Andrew Abbott's Blog

Saturday 5 October 2019

If this is the future count me in.





I pitied the sponsors having to choose man of the match after this afternoon’s game versus Sunderland at Sincil Bank. Let’s just pause there before we go on. This afternoons game against Sunderland? Yes, you heard correctly. Sunderland. Maybe they should have considered who didn’t play well, nope, no one. No help there.

I heard it suggested that this could possibly have been Lincoln City’s greatest ever performance, certainly of the modern era and you could see why that might be put forward. Yes, there have been games won that meant more. Yes, there have been perhaps more heroic efforts but for sheer unpredicted joy this one was right up there.

Yet, personally I was allowing myself to think that City could pull off an unexpected (to say the least) victory. All the signs were there. A team, having lost their manager enduring a torrid time. Opponents on a successful run but not exactly lauded by their supporters who were expecting an easy afternoon and a dominant win. A manager’s debut home league game. When you think about it that had banana skin written all over it for the Black Cats.
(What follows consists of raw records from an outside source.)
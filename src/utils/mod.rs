//! Utility helpers - progress bars and terminal styling

pub mod progress;
pub mod styling;

pub use progress::*;
pub use styling::*;
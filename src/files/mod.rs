//! Working directory, file enumeration and group deletion

mod candidate;
mod naming;
mod pattern;
mod size;

use std::collections::BTreeSet;
use std::env;
use std::fs;
use std::io;
use std::path::{Path, PathBuf};

pub use candidate::{DeletionSet, FileCandidate};
pub use naming::resolve_unique_path;
pub use pattern::PatternKind;
pub use size::human_readable_size;

use crate::error::{OfficeError, Result};
use crate::report::Reporter;

/// Extensions treated as page-layout documents
pub const PDF_EXTENSIONS: &[&str] = &["pdf"];

/// Extensions treated as word-processing documents
pub const DOCX_EXTENSIONS: &[&str] = &["docx"];

/// Raster formats the image processor recognizes
pub const IMAGE_EXTENSIONS: &[&str] = &["jpg", "jpeg", "png", "gif"];

/// Owns the working directory every batch enumeration runs against.
#[derive(Debug, Clone)]
pub struct FileManager {
    current_directory: PathBuf,
    suffix_limit: Option<u32>,
    reporter: Reporter,
}

impl FileManager {
    /// Start in the process working directory.
    pub fn new(reporter: Reporter) -> Result<Self> {
        let current_directory =
            env::current_dir().map_err(|e| OfficeError::io(PathBuf::from("."), e))?;
        Ok(Self {
            current_directory,
            suffix_limit: None,
            reporter,
        })
    }

    /// Start in `directory`, validated like [`FileManager::set_working_directory`].
    pub fn with_directory(directory: &Path, reporter: Reporter) -> Result<Self> {
        let current_directory = validate_directory(directory)?;
        Ok(Self {
            current_directory,
            suffix_limit: None,
            reporter,
        })
    }

    /// Bound the `_N` search of [`FileManager::resolve_unique_path`].
    pub fn with_suffix_limit(mut self, limit: Option<u32>) -> Self {
        self.suffix_limit = limit;
        self
    }

    pub fn current_directory(&self) -> &Path {
        &self.current_directory
    }

    /// Switch the working directory. On failure the current directory is left untouched.
    pub fn set_working_directory(&mut self, path: &Path) -> Result<&Path> {
        let resolved = validate_directory(path)?;
        tracing::info!(directory = %resolved.display(), "Working directory changed");
        self.current_directory = resolved;
        Ok(&self.current_directory)
    }

    /// Regular files in the working directory whose extension is in `extensions`
    /// (case-insensitive), sorted by lowercase name. Not recursive.
    pub fn list_by_extension(&self, extensions: &[&str]) -> Result<Vec<FileCandidate>> {
        let wanted: BTreeSet<String> = extensions
            .iter()
            .map(|e| e.trim_start_matches('.').to_lowercase())
            .collect();

        let mut files = self.regular_files(&self.current_directory)?;
        files.retain(|f| wanted.contains(&f.extension()));
        files.sort_by(FileCandidate::name_order);
        files.dedup_by(|a, b| a.path == b.path);
        Ok(files)
    }

    pub fn list_pdf_files(&self) -> Result<Vec<FileCandidate>> {
        self.list_by_extension(PDF_EXTENSIONS)
    }

    pub fn list_docx_files(&self) -> Result<Vec<FileCandidate>> {
        self.list_by_extension(DOCX_EXTENSIONS)
    }

    pub fn list_image_files(&self) -> Result<Vec<FileCandidate>> {
        self.list_by_extension(IMAGE_EXTENSIONS)
    }

    /// See [`resolve_unique_path`]; uses the configured suffix limit.
    pub fn resolve_unique_path(&self, path: &Path) -> Result<PathBuf> {
        resolve_unique_path(path, self.suffix_limit)
    }

    /// Files in `directory` (default: working directory) whose name matches.
    ///
    /// An empty set is a valid result; callers report it and stop.
    pub fn match_by_pattern(
        &self,
        kind: PatternKind,
        pattern: &str,
        directory: Option<&Path>,
    ) -> Result<DeletionSet> {
        let pattern = pattern.trim();
        if pattern.is_empty() {
            return Err(OfficeError::InvalidInput(
                "Pattern cannot be empty".to_string(),
            ));
        }

        let directory = match directory {
            Some(dir) => validate_existing_directory(dir)?,
            None => self.current_directory.clone(),
        };

        let mut candidates = self.regular_files(&directory)?;
        candidates.retain(|f| kind.matches(&f.name, pattern));
        candidates.sort_by(FileCandidate::name_order);

        Ok(DeletionSet {
            directory,
            kind,
            pattern: pattern.to_string(),
            candidates,
        })
    }

    /// Delete every file in the set. A failure is reported and skipped; the
    /// rest still proceed. Returns how many files were actually removed.
    pub fn delete_all(&self, set: &DeletionSet) -> usize {
        let mut deleted = 0;

        for candidate in &set.candidates {
            match fs::remove_file(&candidate.path) {
                Ok(()) => {
                    self.reporter
                        .success(format!("Deleted: {}", candidate.name));
                    deleted += 1;
                }
                Err(e) => {
                    self.reporter.error(format!(
                        "Failed to delete {}: {}",
                        candidate.name, e
                    ));
                }
            }
        }

        self.reporter
            .success(format!("Files deleted: {}/{}", deleted, set.len()));
        deleted
    }

    fn regular_files(&self, directory: &Path) -> Result<Vec<FileCandidate>> {
        let entries = fs::read_dir(directory).map_err(|e| map_dir_error(directory, e))?;

        let mut files = Vec::new();
        for entry in entries {
            let entry = entry.map_err(|e| OfficeError::io(directory, e))?;
            let path = entry.path();
            // Follows symlinks, so a link to a regular file counts
            if !path.is_file() {
                continue;
            }
            match FileCandidate::from_path(&path) {
                Ok(candidate) => files.push(candidate),
                // Removed between read_dir and stat
                Err(OfficeError::NotFound(_)) => continue,
                Err(e) => return Err(e),
            }
        }
        Ok(files)
    }
}

/// Expand a leading `~` to the home directory.
pub fn expand_home(input: &str) -> PathBuf {
    let trimmed = input.trim();
    if trimmed == "~" {
        if let Some(home) = dirs::home_dir() {
            return home;
        }
    } else if let Some(rest) = trimmed
        .strip_prefix("~/")
        .or_else(|| trimmed.strip_prefix("~\\"))
    {
        if let Some(home) = dirs::home_dir() {
            return home.join(rest);
        }
    }
    PathBuf::from(trimmed)
}

fn validate_existing_directory(path: &Path) -> Result<PathBuf> {
    if path.as_os_str().is_empty() {
        return Err(OfficeError::InvalidInput(
            "Path cannot be empty".to_string(),
        ));
    }
    if !path.exists() {
        return Err(OfficeError::NotFound(path.to_path_buf()));
    }
    if !path.is_dir() {
        return Err(OfficeError::NotADirectory(path.to_path_buf()));
    }
    fs::canonicalize(path).map_err(|e| map_dir_error(path, e))
}

/// Exists, is a directory, and is both listable and writable.
fn validate_directory(path: &Path) -> Result<PathBuf> {
    let resolved = validate_existing_directory(path)?;

    fs::read_dir(&resolved).map_err(|e| map_dir_error(path, e))?;
    // Creating (and immediately dropping) an anonymous file proves write access
    tempfile::tempfile_in(&resolved).map_err(|e| map_dir_error(path, e))?;

    Ok(resolved)
}

fn map_dir_error(path: &Path, e: io::Error) -> OfficeError {
    match e.kind() {
        io::ErrorKind::PermissionDenied => OfficeError::PermissionDenied(path.to_path_buf()),
        io::ErrorKind::NotFound => OfficeError::NotFound(path.to_path_buf()),
        _ => OfficeError::io(path, e),
    }
}
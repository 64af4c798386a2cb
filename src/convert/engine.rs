//! Conversion engine seam
//!
//! The byte-level PDF/DOCX conversion happens outside this crate. An engine
//! only has to turn one input file into one output file.

use std::fmt;
use std::path::Path;

/// Which way a document is converted.
#[derive(Debug, Clone, Copy, PartialEq, Eq)]
pub enum Direction {
    PdfToDocx,
    DocxToPdf,
}

impl Direction {
    /// Extension of the files this direction consumes
    pub fn source_extension(self) -> &'static str {
        match self {
            Direction::PdfToDocx => "pdf",
            Direction::DocxToPdf => "docx",
        }
    }

    /// Extension of the files this direction produces
    pub fn target_extension(self) -> &'static str {
        match self {
            Direction::PdfToDocx => "docx",
            Direction::DocxToPdf => "pdf",
        }
    }

    /// Progress label, e.g. `PDF -> DOCX`
    pub fn label(self) -> &'static str {
        match self {
            Direction::PdfToDocx => "PDF -> DOCX",
            Direction::DocxToPdf => "DOCX -> PDF",
        }
    }

    /// Upper-case name of the source format
    pub fn source_name(self) -> &'static str {
        match self {
            Direction::PdfToDocx => "PDF",
            Direction::DocxToPdf => "DOCX",
        }
    }
}

impl fmt::Display for Direction {
    fn fmt(&self, f: &mut fmt::Formatter<'_>) -> fmt::Result {
        f.write_str(self.label())
    }
}

/// Why an engine could not produce its output.
#[derive(Debug, Clone, PartialEq, Eq)]
pub enum EngineError {
    /// The external application is not installed
    Unavailable,
    /// The engine ran and failed
    Failed(String),
}

/// Something that can convert one document into another format.
pub trait ConversionEngine {
    /// Human-readable engine name used in messages
    fn name(&self) -> &str;

    /// Result of the capability probe taken when the engine was constructed
    fn is_available(&self) -> bool;

    /// Hint shown when the engine is unavailable
    fn install_hint(&self) -> String {
        format!("Install {} to enable document conversion", self.name())
    }

    /// Write `output` from `input`. `output` does not exist when this is called.
    fn convert(&self, input: &Path, output: &Path, direction: Direction) -> Result<(), EngineError>;
}
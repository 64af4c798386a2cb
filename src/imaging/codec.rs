//! Image re-encoding
//!
//! Compiled against the `image` crate when the `images` feature is on. The
//! processor asks [`available`] once and never calls [`recompress`] otherwise.

use std::path::Path;

/// Whether this build can decode and encode images
pub const fn available() -> bool {
    cfg!(feature = "images")
}

/// Decode `source` and write it to `target` in the format implied by the
/// target's extension.
///
/// Images with an alpha channel are flattened to RGB first; the transparency
/// is lost in the output. JPEG output uses `quality`; PNG output ignores it
/// and uses maximum lossless compression instead.
#[cfg(feature = "images")]
pub fn recompress(source: &Path, target: &Path, quality: u8) -> Result<(), String> {
    use std::fs::File;
    use std::io::{BufWriter, Write};

    use image::codecs::jpeg::JpegEncoder;
    use image::codecs::png::{CompressionType, FilterType, PngEncoder};
    use image::{ImageFormat, ImageReader};

    let image = ImageReader::open(source)
        .map_err(|e| e.to_string())?
        .with_guessed_format()
        .map_err(|e| e.to_string())?
        .decode()
        .map_err(|e| e.to_string())?;

    let format = ImageFormat::from_path(target).map_err(|e| e.to_string())?;
    let image = flatten(image, format);

    let file = File::create(target).map_err(|e| e.to_string())?;
    let mut writer = BufWriter::new(file);

    let written = match format {
        ImageFormat::Jpeg => {
            image.write_with_encoder(JpegEncoder::new_with_quality(&mut writer, quality))
        }
        ImageFormat::Png => image.write_with_encoder(PngEncoder::new_with_quality(
            &mut writer,
            CompressionType::Best,
            FilterType::Adaptive,
        )),
        other => image.write_to(&mut writer, other),
    };
    written.map_err(|e| e.to_string())?;

    writer.flush().map_err(|e| e.to_string())
}

#[cfg(not(feature = "images"))]
pub fn recompress(_source: &Path, _target: &Path, _quality: u8) -> Result<(), String> {
    Err("image support is not compiled in".to_string())
}

#[cfg(feature = "images")]
fn flatten(image: image::DynamicImage, format: image::ImageFormat) -> image::DynamicImage {
    use image::{ColorType, DynamicImage, ImageFormat};

    let needs_rgb = image.color().has_alpha()
        || match format {
            ImageFormat::Jpeg => !matches!(image.color(), ColorType::L8 | ColorType::Rgb8),
            ImageFormat::Gif => image.color() != ColorType::Rgb8,
            _ => false,
        };

    if needs_rgb {
        DynamicImage::ImageRgb8(image.to_rgb8())
    } else {
        image
    }
}
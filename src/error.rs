//! Error types for file management, conversion and compression.
//!
//! Every fallible library operation returns [`OfficeError`]. Batch loops
//! collect these per file instead of aborting; only directory resolution and
//! dependency probes abort a whole operation.

use std::io;
use std::path::PathBuf;

use thiserror::Error;

/// Errors that can occur while resolving, converting, compressing or deleting files.
#[derive(Debug, Error)]
pub enum OfficeError {
    /// Path does not exist.
    #[error("'{}' does not exist", .0.display())]
    NotFound(PathBuf),

    /// Path exists but is not a directory.
    #[error("'{}' is not a directory", .0.display())]
    NotADirectory(PathBuf),

    /// Directory is not both readable and writable.
    #[error("insufficient permissions to access '{}'", .0.display())]
    PermissionDenied(PathBuf),

    /// An optional codec or library was not compiled in.
    #[error("{dependency} is not available")]
    DependencyUnavailable {
        dependency: &'static str,
        /// Remediation shown to the user
        hint: String,
    },

    /// The external application a conversion engine drives is missing on this host.
    #[error("{engine} is not available on this system")]
    EngineUnavailable {
        engine: String,
        /// Remediation shown to the user
        hint: String,
    },

    /// The conversion engine ran but did not produce the output.
    #[error("failed to convert '{}': {reason}", .path.display())]
    ConversionFailed { path: PathBuf, reason: String },

    /// The image could not be decoded or re-encoded.
    #[error("failed to compress '{}': {reason}", .path.display())]
    CompressionFailed { path: PathBuf, reason: String },

    /// Every suffix up to the configured bound is already taken.
    #[error("no free name for '{}' within {limit} suffixes", .path.display())]
    SuffixLimitReached { path: PathBuf, limit: u32 },

    /// Menu, prompt or flag input failed validation.
    #[error("{0}")]
    InvalidInput(String),

    /// Ctrl+C arrived while work was in flight; the run stops at the next file boundary.
    #[error("interrupted by user")]
    Interrupted,

    /// Underlying filesystem failure.
    #[error("I/O error on '{}': {source}", .path.display())]
    Io {
        path: PathBuf,
        #[source]
        source: io::Error,
    },
}

impl OfficeError {
    /// Wrap an I/O error with the path it occurred on.
    pub fn io(path: impl Into<PathBuf>, source: io::Error) -> Self {
        OfficeError::Io {
            path: path.into(),
            source,
        }
    }

    /// Remediation hint for errors that carry one.
    pub fn hint(&self) -> Option<&str> {
        match self {
            OfficeError::DependencyUnavailable { hint, .. }
            | OfficeError::EngineUnavailable { hint, .. } => Some(hint),
            _ => None,
        }
    }
}

pub type Result<T> = std::result::Result<T, OfficeError>;
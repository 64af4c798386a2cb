//! Terminal styling utilities
//!
//! Line builders return styled strings so the reporter can route them either
//! straight to stdout or above an active progress bar.

use console::{style, Emoji};

// Emoji icons with fallbacks for terminals that don't support them
pub static SUCCESS: Emoji<'_, '_> = Emoji("✓", "[ok]");
pub static FAILURE: Emoji<'_, '_> = Emoji("✗", "[x]");
pub static WARNING: Emoji<'_, '_> = Emoji("⚠", "[!]");
pub static INFO: Emoji<'_, '_> = Emoji("ℹ", "[*]");
pub static FOLDER: Emoji<'_, '_> = Emoji("📂 ", "");

const RULE_WIDTH: usize = 50;

pub fn success_line(message: &str) -> String {
    format!("{} {}", style(SUCCESS).green().bold(), style(message).green())
}

pub fn error_line(message: &str) -> String {
    format!("{} {}", style(FAILURE).red().bold(), style(message).red())
}

pub fn warning_line(message: &str) -> String {
    format!("{} {}", style(WARNING).yellow().bold(), style(message).yellow())
}

pub fn info_line(message: &str) -> String {
    format!("{} {}", style(INFO).cyan(), style(message).cyan())
}

/// Horizontal rule used around banners and summaries
pub fn rule() -> String {
    style("=".repeat(RULE_WIDTH)).dim().to_string()
}

/// Print the application banner
pub fn print_banner(version: &str) {
    println!();
    println!("{}", rule());
    println!(
        "{}",
        style(format!("=== Office Tweaks v{} ===", version)).cyan().bold()
    );
    println!("{}", rule());
}

/// Print the current working directory under the banner
pub fn print_directory(directory: &std::path::Path) {
    println!(
        "{}Current directory: {}",
        FOLDER,
        style(directory.display()).white().bold()
    );
    println!("{}", rule());
}

/// Print a numbered list entry: `  3. name (1.50 KB)`
pub fn print_listing(index: usize, name: &str, size: &str) {
    println!("  {}. {} {}", index, name, style(format!("({})", size)).dim());
}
City didn’t come on in their comedy clowns car, door falling off, horn hooting playing it for laughs, The Imps set about with a determination and a plan designed to derail Sunderland and that’s exactly what they did.

The Imps game plan, I’m sure, demanded that the team get to half time without conceding. They did. The fact that they scored, a sumptuous strikers goal from Tyler Walker, putting the skids under Sunderland was all to the good. A long, long second half was on the cards I predicted to my neighbour in a packed Selenity Stand. How wrong could I be? City added another courtesy of Walker, another forwards effort and, with the benefit of hindsight the Imps were over the horizon. I was expecting a wall of noise from the Wearsiders and for all I know they provided it but I didn’t hear it as my fellow supporters were bellowing out their own cacophony.

Any notion that the fire was out of the Sincil Bank faithful were banished as the crowd, if anything were louder and more enthusiastic than ever dismissing thought that the steam had gone out of the Lincoln Loco and suspicion that the Cowley revolution had been quashed and consigned to history was firmly disabused, in fact it was the former management team who were the forgotten heroes.

Even at this early stage we were given a glimpse of what may follow under the Appleton tutelage and on this evidence not only are the previous regime a mere memory it might just be that the best is yet to come. Fasten your seatbelts!